**Exercise prompt:** Each line of the records that holds "AdapterConfig" should be shown in full.
** Data follows **
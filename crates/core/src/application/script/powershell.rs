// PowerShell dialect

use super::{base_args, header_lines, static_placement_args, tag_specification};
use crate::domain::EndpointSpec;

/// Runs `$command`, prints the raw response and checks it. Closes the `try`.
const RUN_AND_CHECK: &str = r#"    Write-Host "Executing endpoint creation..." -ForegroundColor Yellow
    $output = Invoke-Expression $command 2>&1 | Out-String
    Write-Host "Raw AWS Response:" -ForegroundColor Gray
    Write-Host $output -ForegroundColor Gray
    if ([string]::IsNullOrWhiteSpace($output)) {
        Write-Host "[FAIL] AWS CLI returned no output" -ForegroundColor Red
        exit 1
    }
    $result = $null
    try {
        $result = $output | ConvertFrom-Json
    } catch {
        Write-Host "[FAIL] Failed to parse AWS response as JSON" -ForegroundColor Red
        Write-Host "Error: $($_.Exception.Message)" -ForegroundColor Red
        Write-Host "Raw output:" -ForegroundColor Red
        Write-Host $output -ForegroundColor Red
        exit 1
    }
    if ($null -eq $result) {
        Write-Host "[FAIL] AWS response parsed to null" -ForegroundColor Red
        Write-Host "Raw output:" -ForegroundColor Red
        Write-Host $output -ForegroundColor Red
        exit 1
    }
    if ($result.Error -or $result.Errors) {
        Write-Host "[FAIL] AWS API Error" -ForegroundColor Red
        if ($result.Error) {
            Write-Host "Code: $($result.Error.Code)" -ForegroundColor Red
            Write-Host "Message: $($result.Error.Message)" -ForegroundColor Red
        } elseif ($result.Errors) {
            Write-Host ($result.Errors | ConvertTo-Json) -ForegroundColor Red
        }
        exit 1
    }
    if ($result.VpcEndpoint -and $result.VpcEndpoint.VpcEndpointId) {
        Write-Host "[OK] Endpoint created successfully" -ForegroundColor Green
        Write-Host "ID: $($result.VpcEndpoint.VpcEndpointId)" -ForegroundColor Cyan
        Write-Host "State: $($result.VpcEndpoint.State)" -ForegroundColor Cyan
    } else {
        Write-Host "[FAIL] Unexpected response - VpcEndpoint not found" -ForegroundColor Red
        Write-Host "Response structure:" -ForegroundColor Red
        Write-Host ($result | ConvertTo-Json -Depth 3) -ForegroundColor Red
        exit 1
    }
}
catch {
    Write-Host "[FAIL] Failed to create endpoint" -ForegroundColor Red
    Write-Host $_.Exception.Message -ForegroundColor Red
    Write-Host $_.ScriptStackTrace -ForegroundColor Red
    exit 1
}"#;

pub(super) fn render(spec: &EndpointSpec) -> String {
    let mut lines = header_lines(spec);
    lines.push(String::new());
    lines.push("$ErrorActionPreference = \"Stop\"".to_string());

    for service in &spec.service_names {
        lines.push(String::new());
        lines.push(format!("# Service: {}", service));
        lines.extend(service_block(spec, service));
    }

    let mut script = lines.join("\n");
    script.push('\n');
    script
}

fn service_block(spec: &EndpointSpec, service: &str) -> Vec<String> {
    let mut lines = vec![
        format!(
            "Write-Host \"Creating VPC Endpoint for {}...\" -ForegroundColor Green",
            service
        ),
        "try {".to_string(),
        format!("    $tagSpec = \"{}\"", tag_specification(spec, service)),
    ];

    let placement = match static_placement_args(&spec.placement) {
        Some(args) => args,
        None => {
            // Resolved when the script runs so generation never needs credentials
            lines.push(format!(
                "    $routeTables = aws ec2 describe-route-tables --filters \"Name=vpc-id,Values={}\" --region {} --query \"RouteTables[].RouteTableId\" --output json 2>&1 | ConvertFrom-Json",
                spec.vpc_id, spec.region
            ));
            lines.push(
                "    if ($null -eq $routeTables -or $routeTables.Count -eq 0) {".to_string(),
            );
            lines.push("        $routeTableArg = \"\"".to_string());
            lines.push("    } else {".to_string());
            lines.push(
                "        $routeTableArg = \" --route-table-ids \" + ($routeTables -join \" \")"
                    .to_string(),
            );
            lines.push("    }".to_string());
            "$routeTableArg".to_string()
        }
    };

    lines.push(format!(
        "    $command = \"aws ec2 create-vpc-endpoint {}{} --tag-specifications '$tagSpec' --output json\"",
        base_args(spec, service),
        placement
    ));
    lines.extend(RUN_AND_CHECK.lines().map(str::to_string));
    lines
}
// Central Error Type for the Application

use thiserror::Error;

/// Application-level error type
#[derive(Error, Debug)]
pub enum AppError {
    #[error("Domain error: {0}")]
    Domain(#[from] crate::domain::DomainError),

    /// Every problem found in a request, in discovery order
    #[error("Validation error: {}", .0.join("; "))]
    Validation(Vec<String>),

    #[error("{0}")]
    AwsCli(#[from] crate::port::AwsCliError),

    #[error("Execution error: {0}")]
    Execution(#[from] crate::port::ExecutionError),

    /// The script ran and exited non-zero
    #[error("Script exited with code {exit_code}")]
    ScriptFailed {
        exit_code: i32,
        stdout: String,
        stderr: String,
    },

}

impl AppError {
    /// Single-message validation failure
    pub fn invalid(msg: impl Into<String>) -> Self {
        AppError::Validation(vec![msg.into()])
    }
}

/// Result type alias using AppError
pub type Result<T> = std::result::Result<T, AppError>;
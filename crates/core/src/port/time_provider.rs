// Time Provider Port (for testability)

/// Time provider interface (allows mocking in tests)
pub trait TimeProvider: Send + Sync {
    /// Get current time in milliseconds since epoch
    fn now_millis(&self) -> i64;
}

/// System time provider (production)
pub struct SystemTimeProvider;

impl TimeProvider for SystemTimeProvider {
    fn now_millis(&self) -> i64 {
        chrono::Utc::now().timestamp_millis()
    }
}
** End of Data **
** Data follows **
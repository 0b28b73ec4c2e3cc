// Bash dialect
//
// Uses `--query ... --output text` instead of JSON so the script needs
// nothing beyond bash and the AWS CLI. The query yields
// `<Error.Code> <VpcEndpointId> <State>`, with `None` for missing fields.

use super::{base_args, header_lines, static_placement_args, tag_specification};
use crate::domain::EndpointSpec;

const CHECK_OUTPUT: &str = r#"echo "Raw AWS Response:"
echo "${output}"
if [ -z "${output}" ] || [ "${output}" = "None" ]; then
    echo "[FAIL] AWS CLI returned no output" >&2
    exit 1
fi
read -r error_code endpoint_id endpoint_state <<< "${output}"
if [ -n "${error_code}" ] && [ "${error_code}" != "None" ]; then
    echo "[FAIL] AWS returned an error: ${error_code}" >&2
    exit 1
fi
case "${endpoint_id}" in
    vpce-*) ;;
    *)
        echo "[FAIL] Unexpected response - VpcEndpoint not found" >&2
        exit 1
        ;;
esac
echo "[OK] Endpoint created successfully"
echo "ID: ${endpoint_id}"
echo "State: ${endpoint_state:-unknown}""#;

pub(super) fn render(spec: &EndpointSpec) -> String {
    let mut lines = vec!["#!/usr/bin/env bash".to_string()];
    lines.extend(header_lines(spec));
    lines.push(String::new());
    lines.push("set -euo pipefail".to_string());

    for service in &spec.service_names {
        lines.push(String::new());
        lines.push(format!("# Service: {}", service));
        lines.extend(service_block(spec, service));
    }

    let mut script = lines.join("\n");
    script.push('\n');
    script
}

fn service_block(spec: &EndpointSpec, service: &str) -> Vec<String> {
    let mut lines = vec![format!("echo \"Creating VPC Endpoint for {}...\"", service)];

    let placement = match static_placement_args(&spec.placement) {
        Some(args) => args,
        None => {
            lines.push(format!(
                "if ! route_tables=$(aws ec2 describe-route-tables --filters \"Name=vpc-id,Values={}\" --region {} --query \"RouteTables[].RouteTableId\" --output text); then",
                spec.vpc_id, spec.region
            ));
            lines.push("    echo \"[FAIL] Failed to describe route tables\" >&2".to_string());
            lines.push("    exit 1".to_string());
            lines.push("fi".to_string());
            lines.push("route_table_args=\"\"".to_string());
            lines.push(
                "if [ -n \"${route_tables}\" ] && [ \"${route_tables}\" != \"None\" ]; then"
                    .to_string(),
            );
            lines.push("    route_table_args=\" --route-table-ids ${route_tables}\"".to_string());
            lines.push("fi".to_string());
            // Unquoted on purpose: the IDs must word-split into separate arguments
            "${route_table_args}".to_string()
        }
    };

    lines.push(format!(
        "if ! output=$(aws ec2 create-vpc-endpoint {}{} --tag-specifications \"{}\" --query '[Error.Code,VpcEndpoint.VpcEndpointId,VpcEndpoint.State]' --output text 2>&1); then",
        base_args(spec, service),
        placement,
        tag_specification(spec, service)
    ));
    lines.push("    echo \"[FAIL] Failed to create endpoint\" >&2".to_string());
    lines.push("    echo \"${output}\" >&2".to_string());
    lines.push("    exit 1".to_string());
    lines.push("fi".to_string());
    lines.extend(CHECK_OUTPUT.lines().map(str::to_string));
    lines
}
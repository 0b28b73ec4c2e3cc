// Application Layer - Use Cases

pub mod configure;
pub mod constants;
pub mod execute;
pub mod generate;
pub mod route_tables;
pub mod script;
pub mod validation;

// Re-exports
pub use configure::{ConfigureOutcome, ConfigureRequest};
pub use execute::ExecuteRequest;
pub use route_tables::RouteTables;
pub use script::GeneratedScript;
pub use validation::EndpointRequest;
** End of Data **
** Data follows **
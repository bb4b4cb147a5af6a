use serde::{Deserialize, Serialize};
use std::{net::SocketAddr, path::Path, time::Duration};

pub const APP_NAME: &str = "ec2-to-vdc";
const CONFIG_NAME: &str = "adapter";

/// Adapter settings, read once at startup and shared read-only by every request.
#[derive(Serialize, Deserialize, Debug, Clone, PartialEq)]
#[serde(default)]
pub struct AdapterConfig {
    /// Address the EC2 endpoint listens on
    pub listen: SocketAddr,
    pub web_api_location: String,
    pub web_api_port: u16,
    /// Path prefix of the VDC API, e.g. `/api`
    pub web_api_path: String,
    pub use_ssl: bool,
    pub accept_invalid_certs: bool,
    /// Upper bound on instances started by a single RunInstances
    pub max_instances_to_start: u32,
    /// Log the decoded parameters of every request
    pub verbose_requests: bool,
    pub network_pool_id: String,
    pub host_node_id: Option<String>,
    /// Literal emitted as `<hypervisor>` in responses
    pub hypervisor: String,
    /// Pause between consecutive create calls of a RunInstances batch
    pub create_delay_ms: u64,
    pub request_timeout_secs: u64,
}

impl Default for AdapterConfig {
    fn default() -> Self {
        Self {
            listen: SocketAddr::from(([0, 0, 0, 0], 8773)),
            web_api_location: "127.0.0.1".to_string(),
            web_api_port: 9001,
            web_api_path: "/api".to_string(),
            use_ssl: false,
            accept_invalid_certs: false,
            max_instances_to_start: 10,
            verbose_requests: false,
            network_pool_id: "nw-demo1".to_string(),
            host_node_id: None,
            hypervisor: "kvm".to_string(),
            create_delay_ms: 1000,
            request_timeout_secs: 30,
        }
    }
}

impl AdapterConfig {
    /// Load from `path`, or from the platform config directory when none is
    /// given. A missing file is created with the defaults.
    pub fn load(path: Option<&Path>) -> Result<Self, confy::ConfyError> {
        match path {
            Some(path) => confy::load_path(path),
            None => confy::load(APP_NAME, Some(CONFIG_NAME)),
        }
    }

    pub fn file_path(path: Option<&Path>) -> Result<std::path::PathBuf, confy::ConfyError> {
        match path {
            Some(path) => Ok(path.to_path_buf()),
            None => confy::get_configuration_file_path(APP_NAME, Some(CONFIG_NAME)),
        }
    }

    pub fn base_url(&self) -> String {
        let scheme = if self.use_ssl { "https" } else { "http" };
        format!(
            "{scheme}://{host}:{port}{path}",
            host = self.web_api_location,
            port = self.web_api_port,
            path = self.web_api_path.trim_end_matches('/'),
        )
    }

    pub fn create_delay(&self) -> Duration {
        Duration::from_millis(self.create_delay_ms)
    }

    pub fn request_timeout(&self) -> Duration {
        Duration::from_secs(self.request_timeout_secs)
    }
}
** End of Data **
**Response to this exercise:**
pub struct AdapterConfig {
impl Default for AdapterConfig {
impl AdapterConfig {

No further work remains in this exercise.